Synthesis and antitumor activity of ether glycerophospholipids bearing a carbamate moiety at the sn-2 position: selective sensitivity against prostate cancer cell lines.

Analogues of 1-O-hexadecyl-sn-3-glycerophosphonocholine (compounds 1-4) or sn-3-glycerophosphocholine (compound 5) bearing a carbamate or dicarbamate moiety at the sn-2 position were synthesized and evaluated for their antiproliferative activity against cancer cells derived from a variety of tissues. Although all of the compounds are antiproliferative, surprisingly the carbamates (1 and 2) are more effective against the hormone-independent cell lines DU145 and PC3 than toward other cancer cell lines we examined.

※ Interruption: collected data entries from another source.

use std::net::SocketAddr;

use futures::future::join_all;
use thiserror::Error;

use crate::api::server::RouteError;
use crate::util::telemetry;

mod api;
mod db;
mod services;
mod util;

#[derive(Debug, Error)]
enum RunnerErr {
    #[error(transparent)]
    Io(#[from] std::io::Error),

    #[error(transparent)]
    Std(#[from] Box<dyn std::error::Error>),

    #[error(transparent)]
    Route(#[from] RouteError),
}

type Result<T> = core::result::Result<T, RunnerErr>;

#[tokio::main]
async fn main() -> Result<()> {
    let telemetry_registry = telemetry::Telemetry::new().await?.register();

    tracing::info!("starting main application");

    let (tx_server_ready, rx_server_ready) = tokio::sync::mpsc::unbounded_channel::<SocketAddr>();

    let server_handles = match api::server::start_server(tx_server_ready, rx_server_ready).await {
        Ok(handles) => handles,
        Err(e) => {
            tracing::error!(error = ?e, "unable to start api server");
            telemetry_registry.shutdown();
            return Err(e.into());
        }
    };

    _ = join_all(server_handles).await;

    telemetry_registry.shutdown();
    Ok(())
}
use crate::core::hash::{HashError, HashService, PerceptualHash};
use crate::database::models::ImageRecord;
use crate::database::repositories::RecordStore;
use crate::database::DatabaseError;
use serde::{Deserialize, Serialize};
use std::cmp::Ordering;
use std::path::Path;
use thiserror::Error;

#[derive(Debug, Error)]
pub enum SearchError {
    #[error("Query image could not be hashed: {0}")]
    HashUnavailable(#[source] HashError),

    #[error("Storage error: {0}")]
    Storage(#[from] DatabaseError),
}

#[derive(Debug, Clone, PartialEq, Serialize, Deserialize)]
pub struct Match {
    pub path: String,
    pub width: u32,
    pub height: u32,
    pub file_size: u64,
    pub distance: f32,
}

impl Match {
    pub fn area(&self) -> u64 {
        u64::from(self.width) * u64::from(self.height)
    }
}

/// Result-set composition. Everything at or under `near_duplicate_distance`
/// is always returned; the rest only fills up to `result_limit`.
#[derive(Debug, Clone, Copy, PartialEq)]
pub struct RankingPolicy {
    pub near_duplicate_distance: f32,
    pub result_limit: usize,
}

impl Default for RankingPolicy {
    fn default() -> Self {
        Self {
            near_duplicate_distance: 2.0,
            result_limit: 10,
        }
    }
}

/// Distance ascending, then pixel area descending, then path for a stable order.
fn compare_matches(a: &Match, b: &Match) -> Ordering {
    a.distance
        .total_cmp(&b.distance)
        .then_with(|| b.area().cmp(&a.area()))
        .then_with(|| a.path.cmp(&b.path))
}

/// Rank records against `query`. Records without a hash never participate.
pub fn rank<I>(query: PerceptualHash, records: I, policy: &RankingPolicy) -> Vec<Match>
where
    I: IntoIterator<Item = ImageRecord>,
{
    let (mut forced, mut remaining): (Vec<Match>, Vec<Match>) = records
        .into_iter()
        .filter_map(|record| {
            let hash = record.hash.filter(|h| !h.is_sentinel())?;
            Some(Match {
                distance: query.distance(hash) as f32,
                path: record.path,
                width: record.width,
                height: record.height,
                file_size: record.file_size,
            })
        })
        .partition(|m| m.distance <= policy.near_duplicate_distance);

    remaining.sort_by(compare_matches);
    remaining.truncate(policy.result_limit.saturating_sub(forced.len()));

    forced.append(&mut remaining);
    forced.sort_by(compare_matches);
    forced
}

pub struct SearchEngine<'a> {
    store: &'a dyn RecordStore,
    hash_service: HashService,
    policy: RankingPolicy,
}

impl<'a> SearchEngine<'a> {
    pub fn new(store: &'a dyn RecordStore, policy: RankingPolicy) -> Self {
        Self {
            store,
            hash_service: HashService::new(),
            policy,
        }
    }

    /// Hash the query, then rank every committed record. An empty store gives
    /// an empty list, not an error.
    pub fn search(&self, query_bytes: &[u8]) -> Result<Vec<Match>, SearchError> {
        let query = self
            .hash_service
            .hash_bytes(query_bytes)
            .map_err(SearchError::HashUnavailable)?;
        if query.is_sentinel() {
            return Err(SearchError::HashUnavailable(HashError::Sentinel));
        }

        let records = self.store.all()?;
        let total = records.len();
        let matches = rank(query, records, &self.policy);
        log::info!(
            "Query hash {} ranked against {} records, {} matches",
            query,
            total,
            matches.len()
        );
        Ok(matches)
    }

    pub fn search_file(&self, path: &Path) -> Result<Vec<Match>, SearchError> {
        let bytes = std::fs::read(path)
            .map_err(|e| SearchError::HashUnavailable(HashError::Io(e)))?;
        self.search(&bytes)
    }
}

This selectivity was not observed with the dicarbamates (3 and 4). Phosphocholine carbamate analogue 5 is as effective against the prostate cancer cell lines as the corresponding phosphonocholine analogue 1. Cell death induced by 2'-(trimethylammonio)ethyl 4-hexadecyloxy-3(R)-N-methylcarbamoyl-1-butanephosphonate (carbamate analogue 2) appeared to be mediated by apoptosis, as assessed by caspase activation and loss of mitochondrial membrane potential. The in vivo activity of 2 was evaluated in a murine prostate cancer xenograft model. Oral and intravenous administration showed that 2 is effective in inhibiting the growth of PC3 tumors in Rag2M mice. Our studies show that the glycerolipid carbamates reported herein represent a class of prostate-cancer-selective cytotoxic agents.